The comment was intended for my post I’m a Nazi, Says Nazi. World Topples in Not-Shock. There’s always the possibility that they actually had a coherent comment in mind, but as they did not quote what they thought was actually a lie or make any argument at all in support of their assertion, all I could think of was the reliability problems of Harcourt Fenton Mudd:

Try again, Path. If you have a thoughtful comment, it’s almost certainly welcome, but this was so vague I honestly couldn’t tell if you were attempting to add to the conversation, attempting to troll me or one of my commenters, or just babbling. Make an effort and so long as you’re not trolling, twisting others words dishonestly, pushing hatred, or issuing threats you can probably comment here indefinitely.

 

Comments

  1. says

    Interesting you should ask… their e-mail ‘nym paints them as Mediterranean. IP Lookup, however, places the sender within the USA. If you were thinking that they’re a specific person, it looks like this bit of info would tend to disconfirm.

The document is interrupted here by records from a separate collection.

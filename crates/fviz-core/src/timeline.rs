//! Temporal merge of per-car trajectories into one event stream and an
//! on-demand leaderboard.

use crate::errors::OutOfRangeError;
use crate::models::{
    CarId, EventKind, LeaderboardEntry, LeaderboardState, SectorTimes, TimelineEvent,
    TrackGeometry, Trajectory,
};
use std::collections::BTreeMap;

/// Merged timing state for the whole session.
///
/// Owns the ordered event stream; the leaderboard is a pure function of
/// time over the stored trajectories and is recomputed per query.
pub struct SessionTimeline {
    trajectories: BTreeMap<CarId, Trajectory>,
    sector_times: BTreeMap<CarId, SectorTimes>,
    events: Vec<TimelineEvent>,
    lap_length_m: f64,
    span: (f64, f64),
}

impl SessionTimeline {
    pub fn build(
        trajectories: Vec<Trajectory>,
        sector_times: BTreeMap<CarId, SectorTimes>,
        track: &TrackGeometry,
    ) -> Self {
        let mut events = Vec::new();
        let mut span = (f64::INFINITY, f64::NEG_INFINITY);

        for traj in &trajectories {
            if traj.points.is_empty() {
                continue;
            }
            span.0 = span.0.min(traj.start_time_s);
            span.1 = span.1.max(traj.end_time_s());
            derive_car_events(traj, track, sector_times.get(&traj.car_id), &mut events);
        }
        if span.0 > span.1 {
            span = (0.0, 0.0);
        }

        if let Some(last) = trajectories
            .iter()
            .filter(|t| !t.points.is_empty())
            .max_by(|a, b| {
                a.end_time_s()
                    .partial_cmp(&b.end_time_s())
                    .unwrap_or(std::cmp::Ordering::Equal)
                    .then_with(|| b.car_id.cmp(&a.car_id))
            })
        {
            events.push(TimelineEvent {
                time_s: span.1,
                car_id: last.car_id.clone(),
                kind: EventKind::SessionEnd,
            });
        }

        // Total order: (time, car_id). The sort is stable, so events of one
        // car at the same instant keep their derivation order.
        events.sort_by(|a, b| {
            a.time_s
                .partial_cmp(&b.time_s)
                .unwrap_or(std::cmp::Ordering::Equal)
                .then_with(|| a.car_id.cmp(&b.car_id))
        });

        Self {
            trajectories: trajectories
                .into_iter()
                .map(|t| (t.car_id.clone(), t))
                .collect(),
            sector_times,
            events,
            lap_length_m: track.lap_length_m,
            span,
        }
    }

    /// Overall valid time span across all cars.
    pub fn span(&self) -> (f64, f64) {
        self.span
    }

    pub fn trajectories(&self) -> &BTreeMap<CarId, Trajectory> {
        &self.trajectories
    }

    pub fn events(&self) -> &[TimelineEvent] {
        &self.events
    }

    /// Events with `t0 <= time < t1`, in order. Lazy and restartable: the
    /// returned iterator borrows the sorted stream.
    pub fn events_between(&self, t0: f64, t1: f64) -> impl Iterator<Item = &TimelineEvent> {
        let start = self.events.partition_point(|e| e.time_s < t0);
        let end = self.events.partition_point(|e| e.time_s < t1);
        self.events[start..end.max(start)].iter()
    }

    /// Leaderboard snapshot at `t`. Pure: same inputs, same ordering, ties
    /// broken by car id.
    ///
    /// The span check carries a small tolerance for frame-clock rounding:
    /// the last frame instant may land within one ulp of the span end.
    pub fn leaderboard_at(&self, t: f64) -> Result<LeaderboardState, OutOfRangeError> {
        const T_EPS: f64 = 1e-9;
        if t < self.span.0 - T_EPS || t > self.span.1 + T_EPS {
            return Err(OutOfRangeError {
                time_s: t,
                start_s: self.span.0,
                end_s: self.span.1,
            });
        }

        let mut ranked: Vec<(CarId, f64, f64)> = self
            .trajectories
            .values()
            .filter_map(|traj| {
                let distance = traj.total_distance_at(t, self.lap_length_m)?;
                let speed = traj.at(t)?.speed_mps;
                Some((traj.car_id.clone(), distance, speed))
            })
            .collect();
        ranked.sort_by(|a, b| {
            b.1.partial_cmp(&a.1)
                .unwrap_or(std::cmp::Ordering::Equal)
                .then_with(|| a.0.cmp(&b.0))
        });

        let leader = ranked.first().cloned();
        let entries = ranked
            .into_iter()
            .enumerate()
            .map(|(i, (car_id, distance, _))| {
                let gap_to_leader_s = match &leader {
                    Some((_, lead_d, lead_v)) => (lead_d - distance) / lead_v.max(1.0),
                    None => 0.0,
                };
                let last_sector_time_s = self.last_sector_time(&car_id, t);
                LeaderboardEntry {
                    rank: (i + 1) as u32,
                    car_id,
                    total_distance_m: distance,
                    gap_to_leader_s,
                    last_sector_time_s,
                }
            })
            .collect();

        Ok(LeaderboardState { time_s: t, entries })
    }

    /// Duration of the most recent sector the car completed at or before `t`.
    fn last_sector_time(&self, car_id: &CarId, t: f64) -> Option<f64> {
        let times = self.sector_times.get(car_id)?;
        let upto = self.events.partition_point(|e| e.time_s <= t);
        self.events[..upto]
            .iter()
            .rev()
            .find_map(|event| match &event.kind {
                EventKind::SectorCross { sector } if &event.car_id == car_id => {
                    times.sector_s(*sector)
                }
                _ => None,
            })
    }
}

/// Scan one trajectory for lap starts and sector crossings, and close the
/// car out with a personal-best event when its lap time is known.
fn derive_car_events(
    traj: &Trajectory,
    track: &TrackGeometry,
    sector_times: Option<&SectorTimes>,
    events: &mut Vec<TimelineEvent>,
) {
    events.push(TimelineEvent {
        time_s: traj.start_time_s,
        car_id: traj.car_id.clone(),
        kind: EventKind::LapStart,
    });

    let dt = 1.0 / traj.sample_rate_hz;
    let mut prev_sector = track.sector_at(traj.points[0].arc_length_m);
    let mut prev_lap = traj.points[0].lap_number;
    for (i, point) in traj.points.iter().enumerate().skip(1) {
        let time_s = traj.start_time_s + i as f64 * dt;
        if point.lap_number > prev_lap {
            events.push(TimelineEvent {
                time_s,
                car_id: traj.car_id.clone(),
                kind: EventKind::LapStart,
            });
            prev_lap = point.lap_number;
        }
        let sector = track.sector_at(point.arc_length_m);
        if sector != prev_sector {
            // The event records the sector just completed.
            events.push(TimelineEvent {
                time_s,
                car_id: traj.car_id.clone(),
                kind: EventKind::SectorCross { sector: prev_sector },
            });
            prev_sector = sector;
        }
    }

    if let Some(times) = sector_times {
        events.push(TimelineEvent {
            time_s: traj.end_time_s(),
            car_id: traj.car_id.clone(),
            kind: EventKind::PersonalBest {
                lap_time_s: times.lap_time_s(),
            },
        });
    }
}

    I’m still vaguely hopeful that this person is a sloppy commenter rather than someone actually trying to defend Nazis, but I’ve been disappointed before.

  2. KG says

    Pierce R. Butler@1,
    One way to understand the “Cretan liar” paradox, which turns out to have wider application, is via Gottlob Frege’s distinction between sense and reference. “The Morning Star” and “The Evening Star” have different sense, but the same reference (the planet Venus), as do “The current POTUS” and “Mary Trump’s crazy uncle”. And a nominal expression can have sense but no reference, like “The present King of France”. In this analysis, the reference of a typical proposition or assertion, as opposed to a nominal expression, is a truth-value – either “true” or “false” (or possibly something like “partly true” or “true in 76% of cases”); and in the case of a proposition, as in the case of a nominal expression, the sense tells you how to go about identifying the reference. But in the case of “This is a lie” (or as it’s more usually stated, “This sentence is false”), the specified path to the reference never terminates, so there is no reference.

  3. sonofrojblake says

    ” “The Morning Star” and “The Evening Star” have different sense, but the same reference (the planet Venus)”

    I only found out recently (from the very excellent BBC show “In Our Time”) that the ancients didn’t realise for a long time that the morning star and the evening star were the same object.